Mass screening in more than 25,000 Swedish residents has identified untreated atrial fibrillation in 5 percent of 75-76 year olds, putting them at increased stroke risk. The preliminary findings of the STROKESTOP trial were presented at the ESC Congress today by Dr. Emma Svennberg from Sweden.
Stroke is the second cause of death worldwide. Atrial fibrillation is the most common clinically relevant cardiac arrhythmia in Europe, affecting approximately 1.5-2% of the general population.1 Prevalence is estimated to double in the next 50 years as the population ages.
Patients with atrial fibrillation have a five-fold increased risk of ischaemic stroke even though around 30% have no symptoms. As blood is less adequately shifted from the heart during atrial fibrillation, blood clots can form and cause large ischaemic strokes. Strokes that occur in association with atrial fibrillation are often fatal, and survivors are left more disabled and at a high risk of a recurrent stroke.
Dr Svennberg said: "There is hope, however, as oral anticoagulant medication reduces the risk of atrial fibrillation related stroke by 64-70%. But more than 50% of high-risk patients with atrial fibrillation do not receive any treatment. We are looking at an epidemic of atrial fibrillation related strokes if nothing is done to improve treatment levels."
The STROKESTOP trial is a mass screening programme of all 75-76 year olds in Stockholm County and Region Halland in Sweden. It aims to identify patients with undiagnosed atrial fibrillation and find out if oral anticoagulation (OAC) therapy reduces their risk of ischaemic stroke.
For the trial, more than 25,000 people born in 1936 and 1937 were randomised 1:1 to screening for atrial fibrillation or a control group. Screening is done at home with a handheld ECG device and takes 1 minute per day for 2 weeks. When atrial fibrillation is diagnosed, patients are offered OAC treatment. Both screening and control groups will be followed prospectively for 5 years for thromboembolic events, bleeding and mortality.
Preliminary results from STROKESTOP are presented today. A year into the trial, 6,496 (50%) of the 13,000 inhabitants in the screening arm agreed to screening for atrial fibrillation. A lower proportion of patients agreed to screening in Stockholm (49%) than in rural areas (65%). Dr Svennberg said: "We will investigate factors related to participation, in an effort to increase uptake."

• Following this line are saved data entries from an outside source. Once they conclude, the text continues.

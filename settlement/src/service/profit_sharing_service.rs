use std::sync::Arc;

use common::config::ProfitSharingConfig;
use common::enums::{ProfitSharingStatus, ProjectStatus, ShareStatus};
use common::utils::period_util;
use common::{AppError, AppResult};
use orm::entities::{
    AppCrowdfundingProject, AppCrowdfundingShare, AppProfitSharing, AppProjectPeriodIncome,
};
use rbatis::rbdc::datetime::DateTime;
use rbatis::RBatis;
use rust_decimal::{Decimal, RoundingStrategy};

use super::begin_tx;
use super::wallet_service::WalletService;

/// 分润计算与发放
///
/// 每 (项目, 周期) 只计算一次，金额一经落库不再重算；
/// 发放逐行独立事务，失败行置为失败态后继续
pub struct ProfitSharingService {
    rb: Arc<RBatis>,
    config: ProfitSharingConfig,
}

impl ProfitSharingService {
    pub fn new(rb: Arc<RBatis>, config: ProfitSharingConfig) -> Self {
        Self { rb, config }
    }

    /// 计算某项目某周期的分润
    ///
    /// 返回生成的分润记录数；净收益不为正时不产生记录
    pub async fn calculate(&self, project_id: i64, period: &str) -> AppResult<usize> {
        if !period_util::is_valid_period(period) {
            return Err(AppError::ValidationError(format!("非法结算周期: {}", period)));
        }

        let mut tx = begin_tx(&self.rb).await?;

        // 锁项目行，串行化同一项目的并发计算，幂等检查不会看到过期快照
        let project = AppCrowdfundingProject::select_by_id_for_update(&mut tx, project_id)
            .await?
            .ok_or_else(|| AppError::NotFound(format!("众筹项目不存在: id={}", project_id)))?;

        let existing =
            AppProfitSharing::select_by_project_and_period(&mut tx, project_id, period).await?;
        if !existing.is_empty() {
            return Err(AppError::AlreadyCalculated(format!(
                "项目 {} 周期 {} 已存在 {} 条分润记录",
                project_id,
                period,
                existing.len()
            )));
        }

        if project.status != ProjectStatus::Success.get_code() {
            return Err(AppError::InvalidState(format!(
                "项目 {} 未众筹成功，无法分润",
                project_id
            )));
        }
        if project.total_shares <= 0 {
            return Err(AppError::InvalidState(format!(
                "项目 {} 总份额异常: {}",
                project_id, project.total_shares
            )));
        }

        let income =
            AppProjectPeriodIncome::select_by_project_and_period(&mut tx, project_id, period)
                .await?
                .ok_or_else(|| {
                    AppError::NotFound(format!(
                        "项目 {} 周期 {} 收支未录入",
                        project_id, period
                    ))
                })?;

        let (_platform_fee, total_cost) = compute_cost(
            income.total_income,
            income.insurance_fee,
            income.maintenance_fee,
            income.cleaning_fee,
            self.config.platform_fee_rate,
        );
        let net_income = income.total_income - total_cost;
        if net_income <= Decimal::ZERO {
            log::info!(
                "项目 {} 周期 {} 净收益 {} 不为正，不产生分润",
                project_id,
                period,
                net_income
            );
            return Ok(0);
        }

        let per_share = per_share_amount(net_income, project.total_shares);
        if per_share <= Decimal::ZERO {
            log::info!(
                "项目 {} 周期 {} 每份分润不足一分钱，不产生分润",
                project_id,
                period
            );
            return Ok(0);
        }

        let shares = AppCrowdfundingShare::select_by_project_and_status(
            &mut tx,
            project_id,
            ShareStatus::Active.get_code(),
        )
        .await?;

        let now = DateTime::now();
        let mut created = 0;
        for share in &shares {
            let row = AppProfitSharing {
                id: None,
                project_id,
                period: period.to_string(),
                share_id: share.id.unwrap_or_default(),
                user_id: share.user_id,
                share_count: share.share_count,
                total_income: income.total_income,
                total_cost,
                net_income,
                per_share_amount: per_share,
                profit_sharing_amount: per_share * Decimal::from(share.share_count),
                status: ProfitSharingStatus::Pending.get_code(),
                paid_time: None,
                remark: None,
                create_time: Some(now.clone()),
                update_time: Some(now.clone()),
            };
            AppProfitSharing::insert(&mut tx, &row).await?;
            created += 1;
        }

        tx.commit()
            .await
            .map_err(|e| AppError::DatabaseError(e.to_string()))?;

        log::info!(
            "分润计算完成: 项目={} 周期={} 净收益={} 每份={} 记录数={}",
            project_id,
            period,
            net_income,
            per_share,
            created
        );
        Ok(created)
    }

    /// 发放某周期全部待发放分润
    ///
    /// 返回 (发放成功数, 失败数)；失败行置为失败态并继续处理后续行
    pub async fn distribute(&self, period: &str) -> AppResult<(usize, usize)> {
        if !period_util::is_valid_period(period) {
            return Err(AppError::ValidationError(format!("非法结算周期: {}", period)));
        }

        let rows = AppProfitSharing::select_by_period_and_status(
            self.rb.as_ref(),
            period,
            ProfitSharingStatus::Pending.get_code(),
        )
        .await?;

        let mut paid = 0;
        let mut failed = 0;
        for row in &rows {
            let Some(row_id) = row.id else { continue };
            match self.pay_row(row_id).await {
                Ok(true) => paid += 1,
                Ok(false) => {}
                Err(e) => {
                    log::error!("分润发放失败 id={}: {}", row_id, e);
                    self.mark_failed(row_id, &e.to_string()).await;
                    failed += 1;
                }
            }
        }

        log::info!("分润发放完成: 周期={} 成功={} 失败={}", period, paid, failed);
        Ok((paid, failed))
    }

    /// 发放单行：钱包入账与状态流转在同一事务内
    async fn pay_row(&self, row_id: i64) -> AppResult<bool> {
        let mut tx = begin_tx(&self.rb).await?;

        let mut row = AppProfitSharing::select_by_id_for_update(&mut tx, row_id)
            .await?
            .ok_or_else(|| AppError::NotFound(format!("分润记录不存在: id={}", row_id)))?;
        if row.status != ProfitSharingStatus::Pending.get_code() {
            return Ok(false);
        }

        WalletService::adjust_balance_tx(
            &mut tx,
            row.user_id,
            row.profit_sharing_amount,
            &format!("众筹分润 项目{} 周期{}", row.project_id, row.period),
            self.config.system_operator_id,
            Some(row_id),
        )
        .await?;

        let now = DateTime::now();
        row.status = ProfitSharingStatus::Paid.get_code();
        row.paid_time = Some(now.clone());
        row.update_time = Some(now);
        let where_map = rbs::value! { "id": row_id };
        AppProfitSharing::update_by_map(&mut tx, &row, where_map).await?;

        tx.commit()
            .await
            .map_err(|e| AppError::DatabaseError(e.to_string()))?;
        Ok(true)
    }

    /// 把发放失败的行置为失败态（独立事务，原发放事务已回滚）
    async fn mark_failed(&self, row_id: i64, reason: &str) {
        let result: AppResult<()> = async {
            let mut tx = begin_tx(&self.rb).await?;
            let Some(mut row) = AppProfitSharing::select_by_id_for_update(&mut tx, row_id).await?
            else {
                return Ok(());
            };
            if row.status != ProfitSharingStatus::Pending.get_code() {
                return Ok(());
            }
            row.status = ProfitSharingStatus::Failed.get_code();
            row.remark = Some(reason.to_string());
            row.update_time = Some(DateTime::now());
            let where_map = rbs::value! { "id": row_id };
            AppProfitSharing::update_by_map(&mut tx, &row, where_map).await?;
            tx.commit()
                .await
                .map_err(|e| AppError::DatabaseError(e.to_string()))?;
            Ok(())
        }
        .await;

        if let Err(e) = result {
            log::error!("标记分润失败态未成功 id={}: {}", row_id, e);
        }
    }
}

/// 计算平台服务费与当期总成本
fn compute_cost(
    total_income: Decimal,
    insurance_fee: Decimal,
    maintenance_fee: Decimal,
    cleaning_fee: Decimal,
    platform_fee_rate: Decimal,
) -> (Decimal, Decimal) {
    let platform_fee = (total_income * platform_fee_rate)
        .round_dp_with_strategy(2, RoundingStrategy::MidpointAwayFromZero);
    let total_cost = insurance_fee + maintenance_fee + cleaning_fee + platform_fee;
    (platform_fee, total_cost)
}

/// 每份分润
///
/// 向下取整到分，保证当期发放总额不超过净收益
fn per_share_amount(net_income: Decimal, total_shares: i64) -> Decimal {
    (net_income / Decimal::from(total_shares)).round_dp_with_strategy(2, RoundingStrategy::ToZero)
}

#[cfg(test)]
mod tests {
    use super::*;

    fn d(v: i64) -> Decimal {
        Decimal::from(v)
    }

    #[test]
    fn test_compute_cost() {
        // 平台服务费默认按总收入 5% 计
        let (platform_fee, total_cost) =
            compute_cost(d(10000), d(300), d(200), d(100), Decimal::new(5, 2));
        assert_eq!(platform_fee, d(500));
        assert_eq!(total_cost, d(1100));
    }

    #[test]
    fn test_per_share_scenario() {
        // 100 份、当期净收益 10000 -> 每份 100，持有 30 份应得 3000
        let per_share = per_share_amount(d(10000), 100);
        assert_eq!(per_share, d(100));
        assert_eq!(per_share * d(30), d(3000));
    }

    #[test]
    fn test_per_share_rounds_down() {
        // 100 / 3 = 33.33...，向下取整到分
        let per_share = per_share_amount(d(100), 3);
        assert_eq!(per_share, Decimal::new(3333, 2));
        // 三份合计不超过净收益
        assert!(per_share * d(3) <= d(100));
    }

    #[test]
    fn test_net_income_not_positive() {
        let (_, total_cost) = compute_cost(d(1000), d(600), d(300), d(100), Decimal::new(5, 2));
        // 成本 1050 > 收入 1000，净收益为负，调用方不产生分润记录
        assert!(d(1000) - total_cost < Decimal::ZERO);
    }
}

More than 11% of the screening group had atrial fibrillation. Of these, previously undiagnosed atrial fibrillation was found in 192 (3%) of patients while in 129 (2%) of patients, atrial fibrillation had been diagnosed but they were not on OAC. More than 90% of the patients with undiagnosed atrial fibrillation were started on OAC.
Dr Svennberg said: "We found that 5% of patients in the screening arm had untreated atrial fibrillation. We successfully started oral anticoagulation treatment in more than 90% of the patients with newly diagnosed atrial fibrillation. This should reduce their risk of a stroke by up to 70%. We are still collecting data on patients with known atrial fibrillation but not on OAC."
Professor Mårten Rosenqvist, chair of the STROKESTOP steering committee, said: "Without appropriate treatment atrial fibrillation is a ticking bomb. We hope the STROKESTOP study will show that screening for atrial fibrillation reduces the risk of stroke. Our final results should be available by November 2018."